Страница 12 из 103
— Она убила его! — говорит.
— Кто? Кого убил? Когда? Зачем? — Спросонья ничего понять не могу.
— Она, эта женщина, убила Колю Рубцова… — Марья Семеновна упорно не называла Дербину по имени.
Я понял, что она вместо больницы подалась на почту — сдавать бандероли и письма, там ей сообщили о том, что ночью Рубцова убила его сожительница.
Так оно и было, только вместо слова «убила» стало обозначаться — «задушила».
Я взял из рук Марьи сумку с почтой и ни с того ни с сего принялся ее ругать за то, что она вместо больницы шляется черт знает где. Но скоро опомнился и позвонил Александру Романову, руководителю нашему. Он с испугу и от неожиданности лишился речи, скоро перезвонил мне, не веря в случившееся.
— Звони, Саша, в Москву, а я обзвоню наших ребят.
Скоро к нам пришли Саша Романов и Витя Коротаев, что делать, спрашивают. Я не знал, что делать. Дербина сама ушла в милицию в пять часов утра. Перед этим вымыла руки и пошла сдаваться. Убиенного увезли в морг, и я несмело предложил ребятам сходить туда, зачем — не ведал.
Морг-подвал был вкопан в берег реки Вологды, под яр навалена, насыпана была куча всякого мусора и спецпринадлежностей, проросших чернобыльником, сыплющим семя по грязному снегу.
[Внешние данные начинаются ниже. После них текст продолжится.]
//! Dice notation parsing and rolling.
//!
//! Supports the `NdM` and `NdM+B` forms used by effect formulas. Every formula in
//! the engine works from [`DiceExpression::expected_value`]; actual rolling is a
//! separate, explicit operation that takes the caller's RNG.

use rand::Rng;
use serde::{Deserialize, Serialize};
use std::fmt;
use std::str::FromStr;
use thiserror::Error;

/// Error type for dice parsing.
#[derive(Debug, Clone, PartialEq, Eq, Error, Serialize, Deserialize)]
pub enum DiceError {
    #[error("Invalid dice notation: {0}")]
    InvalidNotation(String),
    #[error("Invalid die size: {0}")]
    InvalidDieSize(u32),
    #[error("No dice specified in {0}")]
    NoDice(String),
}

/// Standard die types used for skill checks.
#[derive(Debug, Clone, Copy, PartialEq, Eq, PartialOrd, Ord, Hash, Serialize, Deserialize)]
#[serde(rename_all = "lowercase")]
pub enum DieType {
    D4,
    D6,
    D8,
    D10,
    D12,
    D20,
    D100,
}

impl DieType {
    /// All die types, smallest first.
    pub const ALL: [DieType; 7] = [
        DieType::D4,
        DieType::D6,
        DieType::D8,
        DieType::D10,
        DieType::D12,
        DieType::D20,
        DieType::D100,
    ];

    pub fn sides(&self) -> u32 {
        match self {
            DieType::D4 => 4,
            DieType::D6 => 6,
            DieType::D8 => 8,
            DieType::D10 => 10,
            DieType::D12 => 12,
            DieType::D20 => 20,
            DieType::D100 => 100,
        }
    }

    pub fn from_sides(sides: u32) -> Option<DieType> {
        match sides {
            4 => Some(DieType::D4),
            6 => Some(DieType::D6),
            8 => Some(DieType::D8),
            10 => Some(DieType::D10),
            12 => Some(DieType::D12),
            20 => Some(DieType::D20),
            100 => Some(DieType::D100),
            _ => None,
        }
    }

    /// Draw a single face uniformly from `[1, sides]`.
    pub fn roll_with_rng<R: Rng + ?Sized>(&self, rng: &mut R) -> u32 {
        rng.gen_range(1..=self.sides())
    }
}

impl fmt::Display for DieType {
    fn fmt(&self, f: &mut fmt::Formatter<'_>) -> fmt::Result {
        write!(f, "d{}", self.sides())
    }
}

impl FromStr for DieType {
    type Err = DiceError;

    fn from_str(s: &str) -> Result<Self, Self::Err> {
        let trimmed = s.trim().to_lowercase();
        let sides = trimmed
            .strip_prefix('d')
            .and_then(|rest| rest.parse::<u32>().ok())
            .ok_or_else(|| DiceError::InvalidNotation(s.to_string()))?;
        DieType::from_sides(sides).ok_or(DiceError::InvalidDieSize(sides))
    }
}

/// Inclusive `[min, max]` range a dice expression can produce.
#[derive(Debug, Clone, Copy, PartialEq, Eq, Serialize, Deserialize)]
pub struct DiceBounds {
    pub min: u32,
    pub max: u32,
}

/// A parsed `NdM+B` expression.
#[derive(Debug, Clone, Copy, PartialEq, Eq, Hash, Serialize, Deserialize)]
pub struct DiceExpression {
    pub count: u32,
    pub sides: u32,
    pub bonus: u32,
}

impl DiceExpression {
    /// Parse a dice notation string such as `2d8`, `2d8+2` or `1d6 + 3`.
    pub fn parse(notation: &str) -> Result<Self, DiceError> {
        let invalid = || DiceError::InvalidNotation(notation.to_string());
        let normalized = notation.trim().to_lowercase();

        let (count_str, rest) = normalized.split_once('d').ok_or_else(invalid)?;
        let (sides_str, bonus_str) = match rest.split_once('+') {
            Some((sides, bonus)) => (sides.trim_end(), Some(bonus.trim_start())),
            None => (rest, None),
        };

        let count = parse_digits(count_str).ok_or_else(invalid)?;
        let sides = parse_digits(sides_str).ok_or_else(invalid)?;
        let bonus = match bonus_str {
            Some(b) => parse_digits(b).ok_or_else(invalid)?,
            None => 0,
        };

        if count == 0 {
            return Err(DiceError::NoDice(notation.to_string()));
        }
        if sides == 0 {
            return Err(DiceError::InvalidDieSize(sides));
        }

        Ok(DiceExpression {
            count,
            sides,
            bonus,
        })
    }

    pub fn new(count: u32, sides: u32, bonus: u32) -> Self {
        Self {
            count,
            sides,
            bonus,
        }
    }

    /// Deterministic average: `count * (sides + 1) / 2 + bonus`.
    pub fn expected_value(&self) -> f64 {
        f64::from(self.count) * (f64::from(self.sides) + 1.0) / 2.0 + f64::from(self.bonus)
    }

    pub fn bounds(&self) -> DiceBounds {
        DiceBounds {
            min: self.count.saturating_add(self.bonus),
            max: self
                .count
                .saturating_mul(self.sides)
                .saturating_add(self.bonus),
        }
    }

    /// The same expression with `removed` fewer dice, or `None` once no dice remain.
    pub fn with_fewer_dice(&self, removed: u32) -> Option<Self> {
        let count = self.count.checked_sub(removed).filter(|c| *c > 0)?;
        Some(Self { count, ..*self })
    }

    /// Roll with a specific RNG.
    pub fn roll_with_rng<R: Rng + ?Sized>(&self, rng: &mut R) -> RollResult {
        let rolls: Vec<u32> = (0..self.count)
            .map(|_| rng.gen_range(1..=self.sides))
            .collect();
        let total = rolls
            .iter()
            .fold(self.bonus, |sum, r| sum.saturating_add(*r));

        RollResult {
            expression: *self,
            rolls,
            total,
        }
    }

    /// Roll with the thread-local RNG.
    pub fn roll(&self) -> RollResult {
        self.roll_with_rng(&mut rand::thread_rng())
    }
}

fn parse_digits(s: &str) -> Option<u32> {
    if s.is_empty() || !s.bytes().all(|b| b.is_ascii_digit()) {
        return None;
    }
    s.parse().ok()
}

impl FromStr for DiceExpression {
    type Err = DiceError;

    fn from_str(s: &str) -> Result<Self, Self::Err> {
        DiceExpression::parse(s)
    }
}

impl fmt::Display for DiceExpression {
    fn fmt(&self, f: &mut fmt::Formatter<'_>) -> fmt::Result {
        if self.bonus > 0 {
            write!(f, "{}d{}+{}", self.count, self.sides, self.bonus)
        } else {
            write!(f, "{}d{}", self.count, self.sides)
        }
    }
}

/// Result of rolling a dice expression.
#[derive(Debug, Clone, Serialize, Deserialize)]
pub struct RollResult {
    pub expression: DiceExpression,
    pub rolls: Vec<u32>,
    pub total: u32,
}

impl RollResult {
    /// Format the individual dice results for display.
    pub fn dice_display(&self) -> String {
        let dice = format!(
            "[{}]",
            self.rolls
                .iter()
                .map(|r| r.to_string())
                .collect::<Vec<_>>()
                .join(", ")
        );
        if self.expression.bonus > 0 {
            format!("{} + {}", dice, self.expression.bonus)
        } else {
            dice
        }
    }
}

impl fmt::Display for RollResult {
    fn fmt(&self, f: &mut fmt::Formatter<'_>) -> fmt::Result {
        write!(f, "{} = {}", self.dice_display(), self.total)
    }
}

/// Convenience function for the expected value of a notation string.
pub fn expected_value(notation: &str) -> Result<f64, DiceError> {
    Ok(DiceExpression::parse(notation)?.expected_value())
}

/// Convenience function for the bounds of a notation string.
pub fn bounds(notation: &str) -> Result<DiceBounds, DiceError> {
    Ok(DiceExpression::parse(notation)?.bounds())
}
Ломаные носилки, гипсы, тряпье, черные бинты и даже криво сношенный протез рифленой подошвой торчал из гнилого сугроба. А в приделе морга, на деревянной скамейке, лежал черный труп, вознесший беспалые руки в небеса, и от него, несмотря на зиму, источался тяжелый запах. Ребята оробели: говорят — ты, мол, Виктор Петрович, старше нас, на фронте был, всего навидался.
Да, навидался. Никому не пожелаю того видеть, что зрил за жизнь свою. И начались мои памятные виденья в шестилетнем возрасте с такого же вот черного трупа моей мамы-утопленницы. Мне запретили на нее смотреть, но мальчишеское любопытство непобедимо, я глянул на утопленницу через забор и долго потом вскакивал ночами, орал. Бабушка отпаивала меня святой водой.
Я прошел в морг. Внутри он был не так ужасен, как снаружи. Мрамором отделанный зальчик был негусто заполнен носилками или топчанами с наброшенными на них простынями, под которыми угадывались тела упокоенных. Меня встретила пожилая пьяненькая тетка с бельмом на глазу — такие, на мой взгляд, особы и должны здесь хозяйничать. Тетка открыла было рот, но я сунул ей пятерку, и она запричитала:
— Вы к Коленьке, к Рубцову? Вот он, вот он, ангелочек наш, соловеюшко вологодский. — Приоткрыла простыню на крайнем топчане. Я попросил прибавить свету. Самое удивительное было в том, что Коля лежал успокоенный, без гримасы на лице и без языка, который непременно вываливается у удавленников. Едва я не вскрикнул, заметив вместо гримасы привычную, хитроватую иль даже довольнехонькую улыбку в левом углу рта, словно бы Коля говорил ею: «Ну, оставайтесь, живите. А я отмаялся».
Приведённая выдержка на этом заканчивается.